PG&E

PG&E Scrambles to Check 41,000 Power Poles Lacking Key Records

NBC Universal, Inc.

A PG&E internal audit found that the company lacks proof in its records that it carried out regulatorily mandated safety inspections on thousands of power poles, many in high fire threat areas, NBC Bay Area’s Investigative Unit has learned.

The utility has 2.4 million power poles that can easily spark a fire, if not properly maintained. In fact, a damaged power police near Clearlake was blamed for the Sulphur fire that leveled more than 160 structures in Lake County back in October 2017.

Cal Fire’s report on that fire concluded that a woodpecker nest inside the pole had so weakened it that snapped off in high winds. Investigators found acorns stored the nesting cavity in the pole. Records showed that a PG&E inspector certified that pole was safe four years earlier despite finding unspecified damage.

“These utility poles -- they run along our streets, in our backyards, through our neighborhoods, through our communities,” said former Public Utilities Commissioner Catherine Sandoval, who focused on pole safety during her tenure.

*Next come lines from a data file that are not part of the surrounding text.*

//! User service trait definition.

use async_trait::async_trait;
use repasando_core::{Page, PageRequest, RepasandoResult, User, UserId};

/// User service trait.
#[async_trait]
pub trait UserService: Send + Sync {
    /// Lists every user.
    async fn find_all(&self) -> RepasandoResult<Vec<User>>;

    /// Lists one page of users.
    async fn find_page(&self, page: PageRequest) -> RepasandoResult<Page<User>>;

    /// Gets a user by ID.
    async fn find_by_id(&self, id: UserId) -> RepasandoResult<Option<User>>;

    /// Creates or updates a user.
    ///
    /// A clash on email or username surfaces as
    /// [`RepasandoError::DuplicateField`](repasando_core::RepasandoError::DuplicateField).
    async fn save(&self, user: &User) -> RepasandoResult<User>;

    /// Deletes a user.
    async fn delete_by_id(&self, id: UserId) -> RepasandoResult<()>;
}
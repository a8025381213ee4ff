//! # Repasando Server Library
//!
//! Wiring, logging and startup utilities for the Repasando server binary.

pub mod app;
pub mod logging;
pub mod startup;

pub use app::*;
pub use logging::*;
//! Application state for Axum handlers.

use repasando_config::PaginationConfig;
use repasando_repository::DatabasePool;
use repasando_service::UserService;
use std::sync::Arc;

/// Shared application state.
#[derive(Clone)]
pub struct AppState {
    pub user_service: Arc<dyn UserService>,
    pub database: Arc<DatabasePool>,
    pub pagination: PaginationConfig,
}

impl AppState {
    /// Creates a new application state.
    pub fn new(
        user_service: Arc<dyn UserService>,
        database: Arc<DatabasePool>,
        pagination: PaginationConfig,
    ) -> Self {
        Self {
            user_service,
            database,
            pagination,
        }
    }
}
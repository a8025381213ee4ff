//! SQL repository implementations.

mod user_repository;

pub use user_repository::*;
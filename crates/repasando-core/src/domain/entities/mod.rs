//! Domain entities.

mod user;

pub use user::*;
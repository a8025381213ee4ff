//! # Repasando Config
//!
//! Configuration management for the Repasando user service.
//! Supports layered configuration from TOML files and environment variables.

mod app_config;
mod loader;

pub use app_config::*;
pub use loader::*;
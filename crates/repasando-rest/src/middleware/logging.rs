//! Request logging middleware.

use axum::{body::Body, http::Request, middleware::Next, response::Response};
use std::time::Instant;
use tracing::{info, warn};

/// Logs method, uri, status and latency of every request.
pub async fn logging_middleware(request: Request<Body>, next: Next) -> Response {
    let method = request.method().clone();
    let uri = request.uri().clone();
    let start = Instant::now();

    let response = next.run(request).await;

    let duration_ms = start.elapsed().as_millis();
    let status = response.status();

    if status.is_server_error() {
        warn!(
            target: "http",
            method = %method,
            uri = %uri,
            status = status.as_u16(),
            duration_ms = %duration_ms,
            "HTTP request failed"
        );
    } else {
        info!(
            target: "http",
            method = %method,
            uri = %uri,
            status = status.as_u16(),
            duration_ms = %duration_ms,
            "HTTP request completed"
        );
    }

    response
}
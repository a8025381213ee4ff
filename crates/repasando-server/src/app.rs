//! Application builder.
//!
//! Wires pool, repository, service and router by hand:
//!
//! ```text
//! DatabasePool -> SqlUserRepository -> UserServiceImpl -> AppState -> Router
//! ```

use axum::Router;
use repasando_config::AppConfig;
use repasando_core::{RepasandoError, RepasandoResult};
use repasando_repository::{create_pool, DatabasePool, SqlUserRepository};
use repasando_rest::{create_router, AppState};
use repasando_service::UserServiceImpl;
use std::sync::Arc;
use tokio::signal;
use tracing::info;

/// Application builder for constructing the server.
pub struct AppBuilder {
    config: Option<AppConfig>,
}

impl AppBuilder {
    /// Creates a new application builder.
    pub fn new() -> Self {
        Self { config: None }
    }

    /// Sets the configuration.
    #[must_use]
    pub fn with_config(mut self, config: AppConfig) -> Self {
        self.config = Some(config);
        self
    }

    /// Connects to the store, bootstraps the schema and assembles the router.
    pub async fn build(self) -> RepasandoResult<Application> {
        let config = self.config.unwrap_or_default();

        let pool = create_pool(&config.database).await?;
        pool.ensure_schema().await?;

        let repository = Arc::new(SqlUserRepository::new(Arc::clone(&pool)));
        let user_service = Arc::new(UserServiceImpl::new(repository));
        let state = AppState::new(user_service, Arc::clone(&pool), config.pagination);
        let router = create_router(state, &config.server);

        Ok(Application {
            config,
            pool,
            router,
        })
    }
}

impl Default for AppBuilder {
    fn default() -> Self {
        Self::new()
    }
}

/// A fully wired server, ready to accept connections.
pub struct Application {
    config: AppConfig,
    pool: Arc<DatabasePool>,
    router: Router,
}

impl Application {
    /// Returns the configuration the application was built with.
    #[must_use]
    pub fn config(&self) -> &AppConfig {
        &self.config
    }

    /// Returns a handle to the HTTP router.
    #[must_use]
    pub fn router(&self) -> Router {
        self.router.clone()
    }

    /// Serves HTTP until a shutdown signal arrives, then drains the pool.
    pub async fn run(self) -> RepasandoResult<()> {
        let addr = self.config.server.addr();
        let listener = tokio::net::TcpListener::bind(&addr)
            .await
            .map_err(|e| RepasandoError::internal(format!("Failed to bind {}: {}", addr, e)))?;

        info!("Starting REST server on http://{}", addr);

        axum::serve(listener, self.router)
            .with_graceful_shutdown(shutdown_signal())
            .await
            .map_err(|e| RepasandoError::internal(format!("REST server error: {}", e)))?;

        self.pool.close().await;
        info!("Server shutdown complete");
        Ok(())
    }
}

impl std::fmt::Debug for Application {
    fn fmt(&self, f: &mut std::fmt::Formatter<'_>) -> std::fmt::Result {
        f.debug_struct("Application")
            .field("addr", &self.config.server.addr())
            .field("pool", &self.pool)
            .finish_non_exhaustive()
    }
}

/// Resolves when the process receives Ctrl+C or SIGTERM.
pub async fn shutdown_signal() {
    let ctrl_c = async {
        signal::ctrl_c()
            .await
            .expect("failed to install Ctrl+C handler");
    };

    #[cfg(unix)]
    let terminate = async {
        signal::unix::signal(signal::unix::SignalKind::terminate())
            .expect("failed to install signal handler")
            .recv()
            .await;
    };

    #[cfg(not(unix))]
    let terminate = std::future::pending::<()>();

    tokio::select! {
        () = ctrl_c => {
            info!("Received Ctrl+C, initiating graceful shutdown...");
        }
        () = terminate => {
            info!("Received terminate signal, initiating graceful shutdown...");
        }
    }
}
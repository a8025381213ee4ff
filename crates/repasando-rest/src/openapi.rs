//! OpenAPI documentation configuration.

use crate::controllers::HealthResponse;
use crate::responses::ErrorBody;
use repasando_core::{PageInfo, User, UserId};
use repasando_service::UserRequest;
use utoipa::OpenApi;

/// OpenAPI documentation for the Repasando API.
#[derive(OpenApi)]
#[openapi(
    info(
        title = "Repasando API",
        version = "1.0.0",
        description = "CRUD API for user records",
        license(
            name = "MIT",
            url = "https://opensource.org/licenses/MIT"
        )
    ),
    paths(
        // User endpoints
        crate::controllers::user_controller::list_users,
        crate::controllers::user_controller::list_users_page,
        crate::controllers::user_controller::get_user,
        crate::controllers::user_controller::create_user,
        crate::controllers::user_controller::update_user,
        crate::controllers::user_controller::delete_user,
        // Health endpoints
        crate::controllers::health_controller::health_check,
        crate::controllers::health_controller::liveness_check,
    ),
    components(
        schemas(
            UserId,
            User,
            UserRequest,
            PageInfo,
            ErrorBody,
            HealthResponse,
        )
    ),
    tags(
        (name = "users", description = "User management endpoints"),
        (name = "health", description = "Health check endpoints")
    )
)]
pub struct ApiDoc;

#[cfg(test)]
mod tests {
    use super::*;

    #[test]
    fn test_document_lists_user_routes() {
        let doc = ApiDoc::openapi();
        let paths = &doc.paths.paths;

        assert!(paths.contains_key("/api/users"));
        assert!(paths.contains_key("/api/users/page/{page}"));
        assert!(paths.contains_key("/api/users/{id}"));
        assert!(paths.contains_key("/health"));
    }
}
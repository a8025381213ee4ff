//! Validation utilities.

use crate::FieldErrors;
use validator::ValidationErrors;

/// Flattens `validator` errors into one message per field.
///
/// Keys use the camelCase JSON spelling of the field. A blank field reports
/// its [`rules::not_blank`] message; otherwise the first reported rule wins.
#[must_use]
pub fn first_field_errors(errors: &ValidationErrors) -> FieldErrors {
    errors
        .field_errors()
        .iter()
        .filter_map(|(field, errs)| {
            errs.iter()
                .find(|err| err.code == rules::NOT_BLANK)
                .or_else(|| errs.first())
                .map(|err| {
                    let message = err
                        .message
                        .as_ref()
                        .map_or_else(|| err.code.to_string(), ToString::to_string);
                    (to_camel_case(field), message)
                })
        })
        .collect()
}

/// Converts a snake_case field name to camelCase.
#[must_use]
pub fn to_camel_case(field: &str) -> String {
    let mut out = String::with_capacity(field.len());
    let mut upper_next = false;
    for c in field.chars() {
        if c == '_' {
            upper_next = !out.is_empty();
        } else if upper_next {
            out.extend(c.to_uppercase());
            upper_next = false;
        } else {
            out.push(c);
        }
    }
    out
}

/// Common validation functions.
pub mod rules {
    use validator::ValidationError;

    /// Error code reported by [`not_blank`].
    pub const NOT_BLANK: &str = "not_blank";

    /// Validates that a string is not blank (not empty after trimming).
    pub fn not_blank(value: &str) -> Result<(), ValidationError> {
        if value.trim().is_empty() {
            return Err(ValidationError::new(NOT_BLANK));
        }
        Ok(())
    }
}

#[cfg(test)]
mod tests {
    use super::rules::*;
    use super::*;
    use validator::Validate;

    #[derive(Debug, Validate)]
    struct SignupForm {
        #[validate(custom(function = "not_blank", message = "last name is required"))]
        last_name: String,
        #[validate(
            custom(function = "not_blank", message = "email is required"),
            email(message = "enter a valid email format")
        )]
        email: String,
    }

    #[test]
    fn test_not_blank() {
        assert!(not_blank("hello").is_ok());
        assert!(not_blank("   ").is_err());
        assert!(not_blank("").is_err());
    }

    #[test]
    fn test_to_camel_case() {
        assert_eq!(to_camel_case("name"), "name");
        assert_eq!(to_camel_case("last_name"), "lastName");
        assert_eq!(to_camel_case("user_name"), "userName");
        assert_eq!(to_camel_case("_private"), "private");
    }

    #[test]
    fn test_first_field_errors_uses_json_names() {
        let form = SignupForm {
            last_name: " ".to_string(),
            email: "ok@example.com".to_string(),
        };
        let errors = first_field_errors(&form.validate().unwrap_err());

        assert_eq!(errors.len(), 1);
        assert_eq!(errors["lastName"], "last name is required");
    }

    #[test]
    fn test_blank_rule_takes_precedence() {
        let form = SignupForm {
            last_name: "Diaz".to_string(),
            email: String::new(),
        };
        let errors = first_field_errors(&form.validate().unwrap_err());

        assert_eq!(errors["email"], "email is required");
    }

    #[test]
    fn test_format_rule_reported_when_not_blank() {
        let form = SignupForm {
            last_name: "Diaz".to_string(),
            email: "not-an-email".to_string(),
        };
        let errors = first_field_errors(&form.validate().unwrap_err());

        assert_eq!(errors.len(), 1);
        assert_eq!(errors["email"], "enter a valid email format");
    }
}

Sandoval said that PG&E has long asserted that its massive inventory of wooden power poles had been properly inspected, treated and certified as being free of rot and other damage. So-called intrusive inspections – which involving boring holes into poles to verify their integrity – are required once every two decades under state regulations.

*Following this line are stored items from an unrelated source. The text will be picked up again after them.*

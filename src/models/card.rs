//! Card data models and API request/response types.
//!
//! This module defines:
//! - `Card`: Database entity representing a bank card
//! - `CardStatus`: Persisted administrative status
//! - `EffectiveStatus`: Status as presented to clients (includes Expired)
//! - `CreateCardRequest` / `NewCard`: Card issuing input
//! - `CardResponse`: Response body returned to clients (masked number)

use chrono::{DateTime, NaiveDate, Utc};
use serde::{Deserialize, Serialize};
use uuid::Uuid;

use crate::models::currency::default_currency;

/// Administrative status stored in the `cards.status` column.
///
/// Expiry is deliberately absent: whether a card is expired is computed
/// from `expiration_date` every time it is read, so it can never drift
/// from the date. See `services::card_lifecycle`.
#[derive(Debug, Clone, Copy, PartialEq, Eq, Hash, Serialize, Deserialize, sqlx::Type)]
#[sqlx(type_name = "card_status", rename_all = "lowercase")]
#[serde(rename_all = "UPPERCASE")]
pub enum CardStatus {
    Active,
    Blocked,
}

impl std::fmt::Display for CardStatus {
    fn fmt(&self, f: &mut std::fmt::Formatter<'_>) -> std::fmt::Result {
        match self {
            CardStatus::Active => f.write_str("ACTIVE"),
            CardStatus::Blocked => f.write_str("BLOCKED"),
        }
    }
}

/// Status shown to clients.
///
/// `Expired` wins over the stored status once the expiration date has
/// passed.
#[derive(Debug, Clone, Copy, PartialEq, Eq, Serialize)]
#[serde(rename_all = "UPPERCASE")]
pub enum EffectiveStatus {
    Active,
    Blocked,
    Expired,
}

/// Represents a card record from the database.
///
/// # Database Table
///
/// Maps to the `cards` table. Each card:
/// - Belongs to exactly one user (`owner_id`, never changes)
/// - Holds a balance in minor currency units (cents, kopecks, ...)
/// - Has a globally unique card number
///
/// # Balance Storage
///
/// Balances are `i64` minor units. A `CHECK (balance >= 0)` constraint
/// backs up the rule that a card balance is never negative.
#[derive(Debug, Clone, PartialEq, Eq, sqlx::FromRow, Serialize)]
pub struct Card {
    /// Unique identifier for this card
    pub id: Uuid,

    /// Owning user. Assigned at issue time.
    pub owner_id: Uuid,

    /// Full card number. Only ever leaves the service masked.
    pub card_number: String,

    pub holder_name: String,

    /// Last day on which the card is valid
    pub expiration_date: NaiveDate,

    pub status: CardStatus,

    /// Current balance in minor units
    pub balance: i64,

    /// Currency code (3 uppercase letters). Immutable.
    pub currency: String,

    pub created_at: DateTime<Utc>,

    pub updated_at: DateTime<Utc>,
}

/// Request body for issuing a new card (administrators only).
///
/// # JSON Example
///
/// ```json
/// {
///   "owner_id": "550e8400-e29b-41d4-a716-446655440000",
///   "card_number": "4111 1111 1111 1111",
///   "holder_name": "JANE DOE",
///   "expiration_date": "2029-12-31",
///   "currency": "USD",
///   "initial_balance": 0
/// }
/// ```
///
/// # Validation
///
/// - `card_number`: 13 to 19 digits, spaces allowed
/// - `holder_name`: non-empty
/// - `currency`: optional, defaults to "USD"
/// - `initial_balance`: optional, defaults to 0, never negative
#[derive(Debug, Clone, Deserialize)]
pub struct CreateCardRequest {
    pub owner_id: Uuid,

    pub card_number: String,

    pub holder_name: String,

    pub expiration_date: NaiveDate,

    #[serde(default = "default_currency")]
    pub currency: String,

    #[serde(default)]
    pub initial_balance: i64,
}

/// A validated card ready to be inserted by a `CardStore`.
#[derive(Debug, Clone)]
pub struct NewCard {
    pub owner_id: Uuid,
    pub card_number: String,
    pub holder_name: String,
    pub expiration_date: NaiveDate,
    pub currency: String,
    pub balance: i64,
}

/// Request body for changing a card's status.
///
/// ```json
/// { "status": "BLOCKED" }
/// ```
#[derive(Debug, Clone, Deserialize)]
pub struct UpdateCardStatusRequest {
    pub status: CardStatus,
}

/// Response body for card endpoints.
///
/// # JSON Example
///
/// ```json
/// {
///   "id": "770e8400-e29b-41d4-a716-446655440002",
///   "owner_id": "550e8400-e29b-41d4-a716-446655440000",
///   "card_number": "**** **** **** 1111",
///   "holder_name": "JANE DOE",
///   "expiration_date": "2029-12-31",
///   "status": "ACTIVE",
///   "balance": 100000,
///   "currency": "USD",
///   "expired": false,
///   "usable": true,
///   "created_at": "2025-12-20T10:00:00Z",
///   "updated_at": "2025-12-20T10:00:00Z"
/// }
/// ```
#[derive(Debug, Serialize)]
pub struct CardResponse {
    pub id: Uuid,
    pub owner_id: Uuid,
    pub card_number: String,
    pub holder_name: String,
    pub expiration_date: NaiveDate,
    pub status: EffectiveStatus,
    pub balance: i64,
    pub currency: String,
    pub expired: bool,
    pub usable: bool,
    pub created_at: DateTime<Utc>,
    pub updated_at: DateTime<Utc>,
}

impl CardResponse {
    /// Build a response, deriving expiry relative to `today`.
    pub fn new(card: Card, today: NaiveDate) -> Self {
        use crate::services::card_lifecycle;

        Self {
            expired: card_lifecycle::is_expired(&card, today),
            usable: card_lifecycle::is_usable(&card, today),
            status: card_lifecycle::effective_status(&card, today),
            card_number: mask_card_number(&card.card_number),
            id: card.id,
            owner_id: card.owner_id,
            holder_name: card.holder_name,
            expiration_date: card.expiration_date,
            balance: card.balance,
            currency: card.currency,
            created_at: card.created_at,
            updated_at: card.updated_at,
        }
    }
}

/// Convert database Card to API CardResponse using today's UTC date.
///
/// This transformation masks the card number.
impl From<Card> for CardResponse {
    fn from(card: Card) -> Self {
        Self::new(card, Utc::now().date_naive())
    }
}

/// Total balance response for `GET /api/v1/cards/my/balance`.
#[derive(Debug, Serialize)]
pub struct BalanceResponse {
    pub total_balance: i64,
}

/// Mask all but the last four digits.
///
/// `"4111111111111111"` becomes `"**** **** **** 1111"`. Numbers shorter
/// than four digits are fully masked.
pub fn mask_card_number(number: &str) -> String {
    let digits: Vec<char> = number.chars().filter(|c| c.is_ascii_digit()).collect();
    if digits.len() < 4 {
        return "****".to_string();
    }
    let last_four: String = digits[digits.len() - 4..].iter().collect();
    format!("**** **** **** {last_four}")
}

/// Strip spaces and dashes from a card number and check its shape.
///
/// Returns `None` unless the result is 13 to 19 ASCII digits.
pub fn normalize_card_number(number: &str) -> Option<String> {
    let digits: String = number
        .chars()
        .filter(|c| !c.is_whitespace() && *c != '-')
        .collect();

    if (13..=19).contains(&digits.len()) && digits.bytes().all(|b| b.is_ascii_digit()) {
        Some(digits)
    } else {
        None
    }
}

“These inspections are really important to ensure that you don’t have failures that can lead to wildfires or other safety and reliability problems.”

But the NBC Bay Area Investigative Unit has learned that PG&E recently acknowledged to CPUC regulators that it cannot find the proof that it carried out those checks on as many as 41,000 poles, including 12,000 in high fire danger areas. In a letter last month, PG&E promised to begin field checks to account for “potentially missed inspections.”

The commission said in a statement that its safety and enforcement arm is investigating the matter to “determine next steps.”

“It really gets to the general theme of so many of the challenges PG&E has faced,” said Steven Weissman, a former CPUC regulatory law judge who has been critical of the utility’s safety record. He said while the percentage of potentially missed poles may seem small compared to the sum of 2.4 million poles, the consequences of any one failing could easily be disastrous in high fire danger areas.

He says the question is whether PG&E’s records and inspection regime are up to the task.

“Does it have in place the safeguards that are necessary to discover these safety related problems before they become problems? In this case, there wasn’t a safety net to discover all this earlier.”

In its communications with regulators, the company admitted the findings of the audit and promised that all 41,343 poles cited in the audit will be field checked by year’s end. So far, out of 17,127 poles checked, most turned out to either be properly certified or exempt from inspection rules, the company said Tuesday.

But so far, PG&E’s statement indicates that crews have found more than 3,100 poles that were indeed apparently missed. CPUC records show the company had filed reports as late as 2018 declaring no inspections were late or not carried out per regulatory provisions.

But the company’s first report about its findings dated December 1 indicated that it had so far reached only a fraction of the 12,000 poles flagged in the audit as being in high fire threat areas.

The company’s latest statement does not specify how many of the 17,000 poles it has now checked are located in high fire threat zones.

“We will continue to inform our regulators as we complete this critical safety work to help keep our customers and communities safe from the threat of wildfires,” the company said Tuesday.